Though owners of an ultra-high definition 4K TV set with high-dynamic range will get full visual fidelity from Amazon's newly released Prime Video app for Apple TV, the sound quality won't match that best-in-class experience, as it is apparently limited to 2.1 channels at launch.
Tests conducted by AppleInsider corroborate separate reports indicating that audio on the new Amazon Prime Video app is limited to 2.1 -- the first digit for a pair of speakers, and the second for a subwoofer. That's well below the basic 5.1 standard -- five speakers, one subwoofer -- for modern high-definition content.
Even the most basic surround sound configurations include three front speakers and two side speakers for an immersive, 360-degree audio experience. Yet as of Wednesday's launch on the tvOS App Store, Amazon Prime Video only broadcasts in stereo, even for content specifically listed as 5.1.
More advanced home theater setups have 7.1 speaker arrays and beyond --technology more likely to be adopted by consumers who embrace advanced video like 4K and HDR. Accordingly, both the Apple TV 4K and its predecessor support up to Dolby Digital Plus 7.1 surround sound.
Notably, the Amazon Prime Video app does support both 4K and HDR. The app itself spotlights "Ultra HD 4K" content available to stream, and swiping down on the Siri remote while watching a video will show if the program is in HDR.
Conversely, AppleInsider verified on Wednesday that 5.1-capable content on a first-generation Amazon Fire TV does, in fact, broadcast sound on the full assortment of speakers when provided, unlike the tvOS app.
Given that Amazon Prime Video for Apple TV supports advanced standards like 4K and HDR at launch, it's possible that the limitation to vastly outdated 2.1 audio is attributable to a bug in the new software.

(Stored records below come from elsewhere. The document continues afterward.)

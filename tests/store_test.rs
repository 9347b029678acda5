// ABOUTME: Tests for the JSON document store and its advisory lock
// ABOUTME: CRUD, write serialization across handles, null repair, corruption and stale locks
//
// SPDX-License-Identifier: MIT OR Apache-2.0
// Copyright (c) 2025 Pierre Fitness Intelligence

#![allow(clippy::unwrap_used, clippy::expect_used, clippy::panic)]
#![allow(missing_docs)]

mod common;

use anyhow::Result;
use common::{fast_store_config, init_test_logging};
use futures_util::future::join_all;
use prompt_forge::config::StoreConfig;
use prompt_forge::errors::{AppError, ErrorCode};
use prompt_forge::store::{AdvisoryLock, Entity, JsonStore};
use serde::{Deserialize, Serialize};
use serde_json::Value;
use std::path::{Path, PathBuf};
use std::sync::atomic::{AtomicUsize, Ordering};
use std::sync::Arc;
use std::time::Duration;

#[derive(Debug, Clone, PartialEq, Serialize, Deserialize)]
struct Note {
    id: String,
    body: String,
}

impl Entity for Note {
    const COLLECTION: &'static str = "notes";

    fn id(&self) -> &str {
        &self.id
    }
}

fn note(id: &str, body: &str) -> Note {
    Note {
        id: id.to_owned(),
        body: body.to_owned(),
    }
}

fn store(dir: &Path) -> JsonStore<Note> {
    init_test_logging();
    JsonStore::open(dir, fast_store_config())
}

fn sibling(store: &JsonStore<Note>, extension: &str) -> PathBuf {
    PathBuf::from(format!("{}.{extension}", store.path().display()))
}

fn read_json(path: &Path) -> Value {
    serde_json::from_str(&std::fs::read_to_string(path).unwrap()).unwrap()
}

#[tokio::test]
async fn test_missing_file_reads_as_empty() -> Result<()> {
    let dir = tempfile::tempdir()?;
    let store = store(dir.path());
    assert!(store.list().await?.is_empty());
    assert!(store.get("nope").await?.is_none());
    assert!(!store.path().exists());
    Ok(())
}

#[tokio::test]
async fn test_crud_and_document_shape() -> Result<()> {
    let dir = tempfile::tempdir()?;
    let store = store(dir.path());

    store.insert(note("b", "second")).await?;
    store.insert(note("a", "first")).await?;
    let duplicate = store.insert(note("a", "again")).await.unwrap_err();
    assert_eq!(duplicate.code, ErrorCode::ResourceAlreadyExists);

    let updated = store
        .update("a", |n| {
            n.body = "edited".into();
            Ok(())
        })
        .await?;
    assert_eq!(updated.body, "edited");
    let missing = store.update("zzz", |_| Ok(())).await.unwrap_err();
    assert_eq!(missing.code, ErrorCode::ResourceNotFound);

    let ids: Vec<String> = store.list().await?.into_iter().map(|n| n.id).collect();
    assert_eq!(ids, ["a", "b"]);

    assert_eq!(store.remove("b").await?, Some(note("b", "second")));
    assert_eq!(store.remove("b").await?, None);

    let document = read_json(store.path());
    assert_eq!(document["version"], "1.0");
    assert!(document["lastModified"].as_i64().unwrap() > 0);
    assert_eq!(document["data"]["a"]["body"], "edited");
    assert!(!sibling(&store, "lock").exists());
    assert!(!sibling(&store, "tmp").exists());
    Ok(())
}

#[tokio::test]
async fn test_failed_update_leaves_file_untouched() -> Result<()> {
    let dir = tempfile::tempdir()?;
    let store = store(dir.path());
    store.insert(note("a", "kept")).await?;
    let before = std::fs::read_to_string(store.path())?;

    let result = store
        .update("a", |n| {
            n.body = "lost".into();
            Err(AppError::invalid_input("rejected"))
        })
        .await;

    assert!(result.is_err());
    assert_eq!(std::fs::read_to_string(store.path())?, before);
    assert_eq!(store.get("a").await?.unwrap().body, "kept");
    Ok(())
}

#[tokio::test]
async fn test_concurrent_writes_on_one_handle_are_serialized() -> Result<()> {
    let dir = tempfile::tempdir()?;
    let store = Arc::new(store(dir.path()));

    let writes = (0..25).map(|n| {
        let store = store.clone();
        async move { store.insert(note(&format!("n{n:02}"), "x")).await }
    });
    for result in join_all(writes).await {
        result?;
    }

    assert_eq!(store.list().await?.len(), 25);
    Ok(())
}

#[tokio::test]
async fn test_concurrent_mutations_apply_in_submission_order() -> Result<()> {
    let dir = tempfile::tempdir()?;
    let store = Arc::new(store(dir.path()));
    store.insert(note("log", "")).await?;

    let writes = (0..30).map(|n| {
        let store = store.clone();
        async move {
            store
                .mutate(move |data| {
                    let log = data
                        .get_mut("log")
                        .ok_or_else(|| AppError::not_found("log"))?;
                    log.body.push_str(&format!("{n},"));
                    Ok(())
                })
                .await
        }
    });
    for result in join_all(writes).await {
        result?;
    }

    let body = store.get("log").await?.unwrap().body;
    let applied: Vec<usize> = body
        .trim_end_matches(',')
        .split(',')
        .map(|n| n.parse().unwrap())
        .collect();
    assert_eq!(applied, (0..30).collect::<Vec<_>>());
    Ok(())
}

#[tokio::test]
async fn test_two_handles_do_not_lose_updates() -> Result<()> {
    let dir = tempfile::tempdir()?;
    let first = Arc::new(store(dir.path()));
    let second = Arc::new(store(dir.path()));
    first.insert(note("counter", "0")).await?;

    let bump = |store: Arc<JsonStore<Note>>| async move {
        store
            .update("counter", |n| {
                let value: u32 = n.body.parse().unwrap();
                n.body = (value + 1).to_string();
                Ok(())
            })
            .await
    };
    let tasks: Vec<_> = (0..20)
        .map(|n| {
            let handle = if n % 2 == 0 { first.clone() } else { second.clone() };
            tokio::spawn(bump(handle))
        })
        .collect();
    for task in tasks {
        task.await??;
    }

    first.invalidate().await;
    assert_eq!(first.get("counter").await?.unwrap().body, "20");
    Ok(())
}

#[tokio::test]
async fn test_external_write_visible_after_invalidate() -> Result<()> {
    let dir = tempfile::tempdir()?;
    let reader = store(dir.path());
    let writer = store(dir.path());

    assert!(reader.list().await?.is_empty());
    writer.insert(note("a", "from elsewhere")).await?;
    reader.invalidate().await;
    assert_eq!(reader.get("a").await?.unwrap().body, "from elsewhere");
    Ok(())
}

#[tokio::test]
async fn test_null_and_empty_files_are_repaired() -> Result<()> {
    for contents in ["null", "", "  \n"] {
        let dir = tempfile::tempdir()?;
        let store = store(dir.path());
        std::fs::write(store.path(), contents)?;

        assert!(store.list().await?.is_empty());

        let document = read_json(store.path());
        assert_eq!(document["data"], serde_json::json!({}));
        assert_eq!(document["version"], "1.0");
    }
    Ok(())
}

#[tokio::test]
async fn test_null_data_field_reads_as_empty() -> Result<()> {
    let dir = tempfile::tempdir()?;
    let store = store(dir.path());
    std::fs::write(
        store.path(),
        r#"{"data": null, "lastModified": 0, "version": "1.0"}"#,
    )?;
    assert!(store.list().await?.is_empty());
    store.insert(note("a", "ok")).await?;
    assert_eq!(store.list().await?.len(), 1);
    Ok(())
}

#[tokio::test]
async fn test_corrupt_file_is_quarantined_on_write() -> Result<()> {
    let dir = tempfile::tempdir()?;
    let store = store(dir.path());
    std::fs::write(store.path(), "{\"data\": {\"a\": ")?;

    assert!(store.list().await?.is_empty());
    store.insert(note("b", "fresh")).await?;

    let backup = sibling(&store, "corrupt");
    assert_eq!(std::fs::read_to_string(backup)?, "{\"data\": {\"a\": ");
    assert_eq!(read_json(store.path())["data"]["b"]["body"], "fresh");
    Ok(())
}

#[tokio::test]
async fn test_corrupt_file_is_kept_when_backup_fails() -> Result<()> {
    let dir = tempfile::tempdir()?;
    let store = store(dir.path());
    std::fs::write(store.path(), "{\"data\": {\"a\": ")?;
    // A non-empty directory where the backup should go
    let backup = sibling(&store, "corrupt");
    std::fs::create_dir(&backup)?;
    std::fs::write(backup.join("occupied"), "x")?;

    let error = store.insert(note("b", "fresh")).await.unwrap_err();

    assert_eq!(error.code, ErrorCode::StorageError);
    assert!(error.message.contains("not a valid document"));
    assert_eq!(std::fs::read_to_string(store.path())?, "{\"data\": {\"a\": ");
    Ok(())
}

#[tokio::test]
async fn test_leftover_temp_file_is_harmless() -> Result<()> {
    let dir = tempfile::tempdir()?;
    let store = store(dir.path());
    store.insert(note("a", "committed")).await?;
    // A writer crashed between creating the temp file and renaming it
    std::fs::write(sibling(&store, "tmp"), "{\"data\": {\"half")?;

    store.invalidate().await;
    assert_eq!(store.get("a").await?.unwrap().body, "committed");
    store.insert(note("b", "next")).await?;
    assert!(!sibling(&store, "tmp").exists());
    assert_eq!(store.list().await?.len(), 2);
    Ok(())
}

#[tokio::test]
async fn test_lock_timeout_keeps_foreign_lock() -> Result<()> {
    let dir = tempfile::tempdir()?;
    init_test_logging();
    let config = StoreConfig {
        lock_retries: 3,
        lock_retry_delay: Duration::from_millis(5),
        lock_stale_after: Duration::from_secs(3_600),
        ..fast_store_config()
    };
    let store: JsonStore<Note> = JsonStore::open(dir.path(), config);
    let lock = sibling(&store, "lock");
    std::fs::write(&lock, "pid=1")?;

    let error = store.insert(note("a", "blocked")).await.unwrap_err();
    assert_eq!(error.code, ErrorCode::ResourceLocked);
    assert!(lock.exists());
    assert!(!store.path().exists());
    Ok(())
}

#[tokio::test]
async fn test_stale_lock_is_reclaimed() -> Result<()> {
    let dir = tempfile::tempdir()?;
    init_test_logging();
    let config = StoreConfig {
        lock_retries: 3,
        lock_retry_delay: Duration::from_millis(5),
        lock_stale_after: Duration::from_millis(50),
        ..fast_store_config()
    };
    let store: JsonStore<Note> = JsonStore::open(dir.path(), config);
    std::fs::write(sibling(&store, "lock"), "pid=1")?;
    tokio::time::sleep(Duration::from_millis(120)).await;

    store.insert(note("a", "after crash")).await?;
    assert!(!sibling(&store, "lock").exists());
    assert_eq!(store.list().await?.len(), 1);
    Ok(())
}

#[tokio::test(flavor = "multi_thread", worker_threads = 4)]
async fn test_racing_reclaimers_never_share_the_lock() -> Result<()> {
    let dir = tempfile::tempdir()?;
    init_test_logging();
    let config = StoreConfig {
        lock_retries: 2_000,
        lock_retry_delay: Duration::from_millis(1),
        lock_stale_after: Duration::from_millis(200),
        ..fast_store_config()
    };
    let path = dir.path().join("shared.json.lock");
    std::fs::write(&path, "pid=1")?;
    tokio::time::sleep(Duration::from_millis(300)).await;

    let holders = Arc::new(AtomicUsize::new(0));
    let overlaps = Arc::new(AtomicUsize::new(0));
    let tasks = (0..8).map(|_| {
        let (path, config) = (path.clone(), config.clone());
        let (holders, overlaps) = (holders.clone(), overlaps.clone());
        tokio::spawn(async move {
            let lock = AdvisoryLock::acquire(&path, &config).await?;
            if holders.fetch_add(1, Ordering::SeqCst) > 0 {
                overlaps.fetch_add(1, Ordering::SeqCst);
            }
            tokio::time::sleep(Duration::from_millis(5)).await;
            holders.fetch_sub(1, Ordering::SeqCst);
            drop(lock);
            Ok::<_, AppError>(())
        })
    });
    for result in join_all(tasks).await {
        result??;
    }

    assert_eq!(overlaps.load(Ordering::SeqCst), 0);
    assert!(!path.exists());
    assert_eq!(std::fs::read_dir(dir.path())?.count(), 0);
    Ok(())
}

#[tokio::test]
async fn test_lock_released_on_drop() -> Result<()> {
    let dir = tempfile::tempdir()?;
    let path = dir.path().join("nested").join("doc.json.lock");

    let lock = AdvisoryLock::acquire(&path, &fast_store_config()).await?;
    assert_eq!(lock.path(), path.as_path());
    assert!(path.exists());
    drop(lock);
    assert!(!path.exists());
    Ok(())
}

The debut of Amazon Prime Video for Apple TV was highly anticipated, as it marks the first time users can browse and stream original content from the online retailer on Apple's set-top box. Popular programs produced by Amazon include "The Grand Tour," "Catastrophe," and "The Man in the High Castle," as well as acclaimed films like "Manchester by the Sea" and "The Big Sick."